### Material for the task
++++++

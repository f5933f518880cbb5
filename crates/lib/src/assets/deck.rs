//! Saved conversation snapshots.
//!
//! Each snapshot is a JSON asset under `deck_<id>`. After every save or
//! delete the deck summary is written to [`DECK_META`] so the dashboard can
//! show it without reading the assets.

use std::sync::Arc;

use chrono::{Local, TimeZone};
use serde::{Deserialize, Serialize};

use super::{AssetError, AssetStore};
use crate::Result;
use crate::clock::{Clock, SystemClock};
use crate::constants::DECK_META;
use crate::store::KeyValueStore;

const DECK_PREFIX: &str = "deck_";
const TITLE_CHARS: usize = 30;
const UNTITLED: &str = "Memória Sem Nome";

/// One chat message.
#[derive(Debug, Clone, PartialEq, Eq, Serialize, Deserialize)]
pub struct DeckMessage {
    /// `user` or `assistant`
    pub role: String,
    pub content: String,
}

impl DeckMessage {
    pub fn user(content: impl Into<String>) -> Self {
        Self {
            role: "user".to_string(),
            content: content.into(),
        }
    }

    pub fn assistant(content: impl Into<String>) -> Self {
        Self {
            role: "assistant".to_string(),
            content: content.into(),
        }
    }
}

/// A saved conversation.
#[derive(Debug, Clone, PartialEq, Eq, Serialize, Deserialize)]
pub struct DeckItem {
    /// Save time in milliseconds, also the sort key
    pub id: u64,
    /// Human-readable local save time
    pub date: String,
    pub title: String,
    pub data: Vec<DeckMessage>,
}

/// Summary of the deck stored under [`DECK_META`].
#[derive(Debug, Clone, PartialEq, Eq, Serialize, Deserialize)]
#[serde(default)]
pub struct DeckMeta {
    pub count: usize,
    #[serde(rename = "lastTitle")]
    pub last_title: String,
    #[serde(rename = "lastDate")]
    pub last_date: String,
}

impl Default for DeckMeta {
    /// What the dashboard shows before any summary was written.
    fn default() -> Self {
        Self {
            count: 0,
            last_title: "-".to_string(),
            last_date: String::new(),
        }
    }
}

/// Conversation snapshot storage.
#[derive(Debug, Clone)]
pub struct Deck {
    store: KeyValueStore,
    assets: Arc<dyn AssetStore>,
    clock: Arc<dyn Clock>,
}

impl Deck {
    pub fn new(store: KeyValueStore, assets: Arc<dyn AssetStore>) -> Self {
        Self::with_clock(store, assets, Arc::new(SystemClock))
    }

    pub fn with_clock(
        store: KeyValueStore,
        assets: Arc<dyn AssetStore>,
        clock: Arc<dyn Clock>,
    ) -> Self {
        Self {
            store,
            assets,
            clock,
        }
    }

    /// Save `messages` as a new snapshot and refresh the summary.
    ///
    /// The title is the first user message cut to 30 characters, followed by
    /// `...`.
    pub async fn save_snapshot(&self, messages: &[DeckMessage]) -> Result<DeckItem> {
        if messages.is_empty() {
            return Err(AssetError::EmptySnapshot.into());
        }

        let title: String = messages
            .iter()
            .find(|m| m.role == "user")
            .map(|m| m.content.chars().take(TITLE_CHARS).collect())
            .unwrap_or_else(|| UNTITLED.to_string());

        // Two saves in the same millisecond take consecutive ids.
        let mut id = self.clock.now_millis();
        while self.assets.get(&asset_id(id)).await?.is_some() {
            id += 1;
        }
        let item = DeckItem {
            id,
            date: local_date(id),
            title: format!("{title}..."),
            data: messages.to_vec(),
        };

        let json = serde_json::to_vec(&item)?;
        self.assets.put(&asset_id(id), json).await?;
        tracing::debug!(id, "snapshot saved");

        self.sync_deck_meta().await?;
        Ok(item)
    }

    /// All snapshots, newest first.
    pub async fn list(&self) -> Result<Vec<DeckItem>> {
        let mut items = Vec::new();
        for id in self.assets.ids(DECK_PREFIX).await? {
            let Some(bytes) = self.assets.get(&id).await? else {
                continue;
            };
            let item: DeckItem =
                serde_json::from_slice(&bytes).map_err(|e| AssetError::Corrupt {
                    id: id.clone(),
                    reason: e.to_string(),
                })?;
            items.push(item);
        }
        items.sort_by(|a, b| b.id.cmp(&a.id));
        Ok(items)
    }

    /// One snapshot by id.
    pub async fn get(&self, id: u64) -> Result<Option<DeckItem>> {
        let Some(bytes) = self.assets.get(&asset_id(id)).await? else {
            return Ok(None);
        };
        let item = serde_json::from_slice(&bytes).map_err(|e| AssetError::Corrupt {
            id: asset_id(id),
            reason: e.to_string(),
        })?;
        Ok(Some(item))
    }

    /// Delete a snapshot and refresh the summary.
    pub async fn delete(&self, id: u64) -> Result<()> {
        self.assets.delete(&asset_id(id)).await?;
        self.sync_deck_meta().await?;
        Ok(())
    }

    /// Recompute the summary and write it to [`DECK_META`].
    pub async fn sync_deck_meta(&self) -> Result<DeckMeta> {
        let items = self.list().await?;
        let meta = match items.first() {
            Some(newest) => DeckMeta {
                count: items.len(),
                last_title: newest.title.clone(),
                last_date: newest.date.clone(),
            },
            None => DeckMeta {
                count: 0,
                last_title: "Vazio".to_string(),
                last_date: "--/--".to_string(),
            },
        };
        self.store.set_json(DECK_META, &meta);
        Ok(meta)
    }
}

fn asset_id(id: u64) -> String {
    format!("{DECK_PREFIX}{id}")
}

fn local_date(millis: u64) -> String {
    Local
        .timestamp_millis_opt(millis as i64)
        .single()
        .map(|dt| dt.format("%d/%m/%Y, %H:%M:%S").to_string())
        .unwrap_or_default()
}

++++++

### Required work
Give back the material above exactly as it was given.

### Exercise result
repository f5933f518880cbb5
filename crates/lib/src/assets/deck.rs
//! Saved conversation snapshots.
//!
//! Each snapshot is a JSON asset under `deck_<id>`. After every save or
//! delete the deck summary is written to [`DECK_META`] so the dashboard can
//! show it without reading the assets.

use std::sync::Arc;

use chrono::{Local, TimeZone};
use serde::{Deserialize, Serialize};

use super::{AssetError, AssetStore};
use crate::Result;
use crate::clock::{Clock, SystemClock};
use crate::constants::DECK_META;
use crate::store::KeyValueStore;

const DECK_PREFIX: &str = "deck_";
const TITLE_CHARS: usize = 30;
const UNTITLED: &str = "Memória Sem Nome";

/// One chat message.
#[derive(Debug, Clone, PartialEq, Eq, Serialize, Deserialize)]
pub struct DeckMessage {
    /// `user` or `assistant`
    pub role: String,
    pub content: String,
}

impl DeckMessage {
    pub fn user(content: impl Into<String>) -> Self {
        Self {
            role: "user".to_string(),
            content: content.into(),
        }
    }

    pub fn assistant(content: impl Into<String>) -> Self {
        Self {
            role: "assistant".to_string(),
            content: content.into(),
        }
    }
}

/// A saved conversation.
#[derive(Debug, Clone, PartialEq, Eq, Serialize, Deserialize)]
pub struct DeckItem {
    /// Save time in milliseconds, also the sort key
    pub id: u64,
    /// Human-readable local save time
    pub date: String,
    pub title: String,
    pub data: Vec<DeckMessage>,
}

/// Summary of the deck stored under [`DECK_META`].
#[derive(Debug, Clone, PartialEq, Eq, Serialize, Deserialize)]
#[serde(default)]
pub struct DeckMeta {
    pub count: usize,
    #[serde(rename = "lastTitle")]
    pub last_title: String,
    #[serde(rename = "lastDate")]
    pub last_date: String,
}

impl Default for DeckMeta {
    /// What the dashboard shows before any summary was written.
    fn default() -> Self {
        Self {
            count: 0,
            last_title: "-".to_string(),
            last_date: String::new(),
        }
    }
}

/// Conversation snapshot storage.
#[derive(Debug, Clone)]
pub struct Deck {
    store: KeyValueStore,
    assets: Arc<dyn AssetStore>,
    clock: Arc<dyn Clock>,
}

impl Deck {
    pub fn new(store: KeyValueStore, assets: Arc<dyn AssetStore>) -> Self {
        Self::with_clock(store, assets, Arc::new(SystemClock))
    }

    pub fn with_clock(
        store: KeyValueStore,
        assets: Arc<dyn AssetStore>,
        clock: Arc<dyn Clock>,
    ) -> Self {
        Self {
            store,
            assets,
            clock,
        }
    }

    /// Save `messages` as a new snapshot and refresh the summary.
    ///
    /// The title is the first user message cut to 30 characters, followed by
    /// `...`.
    pub async fn save_snapshot(&self, messages: &[DeckMessage]) -> Result<DeckItem> {
        if messages.is_empty() {
            return Err(AssetError::EmptySnapshot.into());
        }

        let title: String = messages
            .iter()
            .find(|m| m.role == "user")
            .map(|m| m.content.chars().take(TITLE_CHARS).collect())
            .unwrap_or_else(|| UNTITLED.to_string());

        // Two saves in the same millisecond take consecutive ids.
        let mut id = self.clock.now_millis();
        while self.assets.get(&asset_id(id)).await?.is_some() {
            id += 1;
        }
        let item = DeckItem {
            id,
            date: local_date(id),
            title: format!("{title}..."),
            data: messages.to_vec(),
        };

        let json = serde_json::to_vec(&item)?;
        self.assets.put(&asset_id(id), json).await?;
        tracing::debug!(id, "snapshot saved");

        self.sync_deck_meta().await?;
        Ok(item)
    }

    /// All snapshots, newest first.
    pub async fn list(&self) -> Result<Vec<DeckItem>> {
        let mut items = Vec::new();
        for id in self.assets.ids(DECK_PREFIX).await? {
            let Some(bytes) = self.assets.get(&id).await? else {
                continue;
            };
            let item: DeckItem =
                serde_json::from_slice(&bytes).map_err(|e| AssetError::Corrupt {
                    id: id.clone(),
                    reason: e.to_string(),
                })?;
            items.push(item);
        }
        items.sort_by(|a, b| b.id.cmp(&a.id));
        Ok(items)
    }

    /// One snapshot by id.
    pub async fn get(&self, id: u64) -> Result<Option<DeckItem>> {
        let Some(bytes) = self.assets.get(&asset_id(id)).await? else {
            return Ok(None);
        };
        let item = serde_json::from_slice(&bytes).map_err(|e| AssetError::Corrupt {
            id: asset_id(id),
            reason: e.to_string(),
        })?;
        Ok(Some(item))
    }

    /// Delete a snapshot and refresh the summary.
    pub async fn delete(&self, id: u64) -> Result<()> {
        self.assets.delete(&asset_id(id)).await?;
        self.sync_deck_meta().await?;
        Ok(())
    }

    /// Recompute the summary and write it to [`DECK_META`].
    pub async fn sync_deck_meta(&self) -> Result<DeckMeta> {
        let items = self.list().await?;
        let meta = match items.first() {
            Some(newest) => DeckMeta {
                count: items.len(),
                last_title: newest.title.clone(),
                last_date: newest.date.clone(),
            },
            None => DeckMeta {
                count: 0,
                last_title: "Vazio".to_string(),
                last_date: "--/--".to_string(),
            },
        };
        self.store.set_json(DECK_META, &meta);
        Ok(meta)
    }
}

fn asset_id(id: u64) -> String {
    format!("{DECK_PREFIX}{id}")
}

fn local_date(millis: u64) -> String {
    Local
        .timestamp_millis_opt(millis as i64)
        .single()
        .map(|dt| dt.format("%d/%m/%Y, %H:%M:%S").to_string())
        .unwrap_or_default()
}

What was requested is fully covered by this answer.